## Listed entries
+++
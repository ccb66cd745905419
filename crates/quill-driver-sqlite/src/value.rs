use quill_core::{stmt, Error, Result};
use rusqlite::{
    types::{ToSql, ToSqlOutput, Value as SqlValue, ValueRef},
    Row,
};

/// A wire value as bound to, or read from, a SQLite statement.
#[derive(Debug)]
pub struct Value(stmt::Value);

impl From<stmt::Value> for Value {
    fn from(value: stmt::Value) -> Self {
        Self(value)
    }
}

impl Value {
    pub fn into_inner(self) -> stmt::Value {
        self.0
    }

    /// Reads column `index` of `row`.
    ///
    /// SQLite only has five storage classes; converting into the field's
    /// application type is left to the dialect.
    pub fn from_sql(row: &Row, index: usize) -> Result<Self> {
        let value: SqlValue = row.get(index).map_err(Error::driver_operation_failed)?;

        Ok(Value(match value {
            SqlValue::Null => stmt::Value::Null,
            SqlValue::Integer(value) => stmt::Value::I64(value),
            SqlValue::Real(value) => stmt::Value::F64(value),
            SqlValue::Text(value) => stmt::Value::String(value),
            SqlValue::Blob(value) => stmt::Value::Bytes(value),
        }))
    }
}

impl ToSql for Value {
    fn to_sql(&self) -> rusqlite::Result<ToSqlOutput<'_>> {
        use stmt::Value::*;

        match &self.0 {
            Null => Ok(ToSqlOutput::Owned(SqlValue::Null)),
            Bool(v) => Ok(ToSqlOutput::Owned(SqlValue::Integer(*v as i64))),
            I64(v) => Ok(ToSqlOutput::Owned(SqlValue::Integer(*v))),
            F64(v) => Ok(ToSqlOutput::Owned(SqlValue::Real(*v))),
            String(v) => Ok(ToSqlOutput::Borrowed(ValueRef::Text(v.as_bytes()))),
            Bytes(v) => Ok(ToSqlOutput::Borrowed(ValueRef::Blob(&v[..]))),
            Decimal(v) => Ok(ToSqlOutput::Owned(SqlValue::Text(v.to_string()))),
            DateTime(v) => Ok(ToSqlOutput::Owned(SqlValue::Text(
                v.to_rfc3339_opts(chrono::SecondsFormat::Millis, true),
            ))),
            Json(v) => Ok(ToSqlOutput::Owned(SqlValue::Text(v.to_string()))),
            List(_) => Err(rusqlite::Error::ToSqlConversionFailure(
                "SQLite has no array type".into(),
            )),
        }
    }
}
+++
## Exercise objective
Reproduce all of the records, keeping every character unchanged.

## Output
repository ccb66cd745905419
filename crates/quill-driver-sqlite/src/value.rs
use quill_core::{stmt, Error, Result};
use rusqlite::{
    types::{ToSql, ToSqlOutput, Value as SqlValue, ValueRef},
    Row,
};

/// A wire value as bound to, or read from, a SQLite statement.
#[derive(Debug)]
pub struct Value(stmt::Value);

impl From<stmt::Value> for Value {
    fn from(value: stmt::Value) -> Self {
        Self(value)
    }
}

impl Value {
    pub fn into_inner(self) -> stmt::Value {
        self.0
    }

    /// Reads column `index` of `row`.
    ///
    /// SQLite only has five storage classes; converting into the field's
    /// application type is left to the dialect.
    pub fn from_sql(row: &Row, index: usize) -> Result<Self> {
        let value: SqlValue = row.get(index).map_err(Error::driver_operation_failed)?;

        Ok(Value(match value {
            SqlValue::Null => stmt::Value::Null,
            SqlValue::Integer(value) => stmt::Value::I64(value),
            SqlValue::Real(value) => stmt::Value::F64(value),
            SqlValue::Text(value) => stmt::Value::String(value),
            SqlValue::Blob(value) => stmt::Value::Bytes(value),
        }))
    }
}

impl ToSql for Value {
    fn to_sql(&self) -> rusqlite::Result<ToSqlOutput<'_>> {
        use stmt::Value::*;

        match &self.0 {
            Null => Ok(ToSqlOutput::Owned(SqlValue::Null)),
            Bool(v) => Ok(ToSqlOutput::Owned(SqlValue::Integer(*v as i64))),
            I64(v) => Ok(ToSqlOutput::Owned(SqlValue::Integer(*v))),
            F64(v) => Ok(ToSqlOutput::Owned(SqlValue::Real(*v))),
            String(v) => Ok(ToSqlOutput::Borrowed(ValueRef::Text(v.as_bytes()))),
            Bytes(v) => Ok(ToSqlOutput::Borrowed(ValueRef::Blob(&v[..]))),
            Decimal(v) => Ok(ToSqlOutput::Owned(SqlValue::Text(v.to_string()))),
            DateTime(v) => Ok(ToSqlOutput::Owned(SqlValue::Text(
                v.to_rfc3339_opts(chrono::SecondsFormat::Millis, true),
            ))),
            Json(v) => Ok(ToSqlOutput::Owned(SqlValue::Text(v.to_string()))),
            List(_) => Err(rusqlite::Error::ToSqlConversionFailure(
                "SQLite has no array type".into(),
            )),
        }
    }
}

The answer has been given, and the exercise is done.